Code blocks and data blocks
In order to simplify the interface a bit and make code easier to read, non-code regions (i.e. data) also belong to special basic blocks named data blocks, which have no incoming nor outgoing edges. So every byte of the effective address space belongs to either a code or data block.
Basic blocks
Blocks
A basic block is a BasicBlock
instance offering the following python methods and properties:
- class malcat.BasicBlock
- address: int (effective address)
the start of the basic block
- end: int (effective address)
last effective address inside the basic block + 1
- function: malcat.Function
the function this basic block belongs to (or None if no function, e.g. for data blocks)
- __iter__()
Iterate over the basic block’s instructions (even if data). Shortcut for
analysis.asm[bb.start:bb.end]
.ep_rva = analysis.struct['OptionalHeader']['AddressOfEntryPoint'] ep_bb = analysis.cfg[analysis.map.from_rva(ep_rva)] for insn in ep_bb: print(insn)
- Return type:
iterator over the sequence of instructions (
Instruction
)
- __contains__(ea)
return True iff the effective address ea is within the basic block boundaries
- Parameters:
ea (int) – address to query
- Return type:
bool
- disasm(use_hexadecimal=True, resolve_symbols=True, resolve_functions=True, resolve_strings=True, resolve_structures=True)

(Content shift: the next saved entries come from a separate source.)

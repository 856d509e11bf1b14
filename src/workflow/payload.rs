//! Typed request payloads. `requests.data` is stored as JSONB whose shape
//! depends on `request_type`; decoding turns the pair into one variant of
//! [`RequestPayload`] so the approval engine can match exhaustively instead
//! of poking at loose JSON keys.

use serde::{Deserialize, Serialize};
use serde_json::Value;
use uuid::Uuid;

use crate::db::models::booking::BookingDateInput;
use crate::db::models::requests::RequestType;
use crate::db::models::user::Role;
use crate::workflow::PlanError;

/// ROLE_CHANGE: the submitter asks for a new role for themselves.
#[derive(Debug, Clone, Serialize, Deserialize, PartialEq)]
pub struct RoleChangePayload {
    pub role: Role,
    pub location: Option<String>,
    pub bio: Option<String>,
    pub chapters: Option<Vec<Uuid>>,
    pub director_chapters: Option<Vec<Uuid>>,
}

/// USER_EDIT: a full profile edit. Absent fields clear the column on
/// approval and overlay nothing in previews.
#[derive(Debug, Clone, Serialize, Deserialize, PartialEq, Default)]
pub struct UserEditPayload {
    pub name: Option<String>,
    pub location: Option<String>,
    pub bio: Option<String>,
    pub chapters: Option<Vec<Uuid>>,
    pub role: Option<Role>,
    pub director_chapters: Option<Vec<Uuid>>,
}

/// ARTIST_EDIT: overwrites the artist row wholesale on approval.
#[derive(Debug, Clone, Serialize, Deserialize, PartialEq)]
pub struct ArtistEditPayload {
    pub name: String,
    pub location: Option<String>,
    pub bio: Option<String>,
    pub image: Option<String>,
    pub chapters: Option<Vec<Uuid>>,
    pub members: Option<Vec<Uuid>>,
}

/// ARTIST_ADD: mirrors the PENDING artist row written at submission time.
/// Approval only flips that row's status; the payload exists for previews
/// and for stale-member cleanup.
#[derive(Debug, Clone, Serialize, Deserialize, PartialEq)]
pub struct ArtistAddPayload {
    pub name: String,
    pub location: Option<String>,
    pub bio: Option<String>,
    pub chapters: Option<Vec<Uuid>>,
    pub members: Option<Vec<Uuid>>,
}

/// BOOKING_INQUIRY: contact summary for the booking row written at
/// submission time.
#[derive(Debug, Clone, Serialize, Deserialize, PartialEq)]
pub struct BookingInquiryPayload {
    pub name: String,
    pub email: String,
    pub phone: Option<String>,
}

/// BOOKING_EDIT: replacement contact fields plus the full replacement set
/// of event dates.
#[derive(Debug, Clone, Serialize, Deserialize, PartialEq)]
pub struct BookingEditPayload {
    pub name: String,
    pub email: String,
    pub phone: Option<String>,
    pub questions: Option<String>,
    #[serde(default)]
    pub dates: Vec<BookingDateInput>,
}

#[derive(Debug, Clone, PartialEq)]
pub enum RequestPayload {
    RoleChange(RoleChangePayload),
    UserEdit(UserEditPayload),
    ArtistEdit(ArtistEditPayload),
    ArtistAdd(ArtistAddPayload),
    BookingInquiry(BookingInquiryPayload),
    BookingEdit(BookingEditPayload),
}

impl RequestPayload {
    /// Decode a stored payload for the given request type.
    pub fn decode(request_type: RequestType, data: &Value) -> Result<Self, PlanError> {
        Ok(match request_type {
            RequestType::RoleChange => Self::RoleChange(serde_json::from_value(data.clone())?),
            RequestType::UserEdit => Self::UserEdit(serde_json::from_value(data.clone())?),
            RequestType::ArtistEdit => Self::ArtistEdit(serde_json::from_value(data.clone())?),
            RequestType::ArtistAdd => Self::ArtistAdd(serde_json::from_value(data.clone())?),
            RequestType::BookingInquiry => {
                Self::BookingInquiry(serde_json::from_value(data.clone())?)
            }
            RequestType::BookingEdit => Self::BookingEdit(serde_json::from_value(data.clone())?),
        })
    }

    /// The member set a pending artist proposal would commit, if this is an
    /// artist proposal carrying one. Used by the cleanup engine to find
    /// requests that reference a removed user.
    pub fn proposed_members(&self) -> Option<&[Uuid]> {
        match self {
            Self::ArtistEdit(p) => p.members.as_deref(),
            Self::ArtistAdd(p) => p.members.as_deref(),
            _ => None,
        }
    }
}

#[cfg(test)]
mod tests {
    use super::*;
    use serde_json::json;

    #[test]
    fn decodes_role_change() {
        let data = json!({
            "role": "ChapterDirector",
            "director_chapters": ["7a444c6b-3f4c-4cf5-9db9-41d1b1a0a6aa"],
        });
        let payload = RequestPayload::decode(RequestType::RoleChange, &data).unwrap();
        match payload {
            RequestPayload::RoleChange(p) => {
                assert_eq!(p.role, Role::ChapterDirector);
                assert_eq!(p.director_chapters.unwrap().len(), 1);
                assert!(p.chapters.is_none());
            }
            other => panic!("wrong variant: {other:?}"),
        }
    }

    #[test]
    fn artist_edit_missing_name_is_malformed() {
        let data = json!({ "bio": "rewritten" });
        let err = RequestPayload::decode(RequestType::ArtistEdit, &data);
        assert!(matches!(err, Err(PlanError::MalformedPayload(_))));
    }

    #[test]
    fn booking_edit_defaults_to_no_dates() {
        let data = json!({ "name": "Venue", "email": "venue@example.org" });
        let payload = RequestPayload::decode(RequestType::BookingEdit, &data).unwrap();
        match payload {
            RequestPayload::BookingEdit(p) => assert!(p.dates.is_empty()),
            other => panic!("wrong variant: {other:?}"),
        }
    }

    #[test]
    fn proposed_members_only_for_artist_proposals() {
        let member = Uuid::new_v4();
        let edit = RequestPayload::decode(
            RequestType::ArtistEdit,
            &json!({ "name": "Quartet", "members": [member] }),
        )
        .unwrap();
        assert_eq!(edit.proposed_members(), Some(&[member][..]));

        let inquiry = RequestPayload::decode(
            RequestType::BookingInquiry,
            &json!({ "name": "A", "email": "a@b.c" }),
        )
        .unwrap();
        assert!(inquiry.proposed_members().is_none());
    }
}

Disassemble this basic block following the given formatting
- Parameters:
use_hexadecimal (bool) – display immediates in hexadecimal base
resolve_symbols (bool) – known symbol addresses will be replaced by their symbol names
resolve_functions (bool) – known function start addresses will be replaced by their function name
resolve_strings (bool) – known string addresses will be replaced by the string content
resolve_structures (bool) – known structure/fields addresses will be replaced by their structure/field name
- Return type:
str
- hex(exclude_off=False, exclude_disp=False, exclude_reg=False, exclude_imm=False)
Get the masked out basic block hex bytes, e.g.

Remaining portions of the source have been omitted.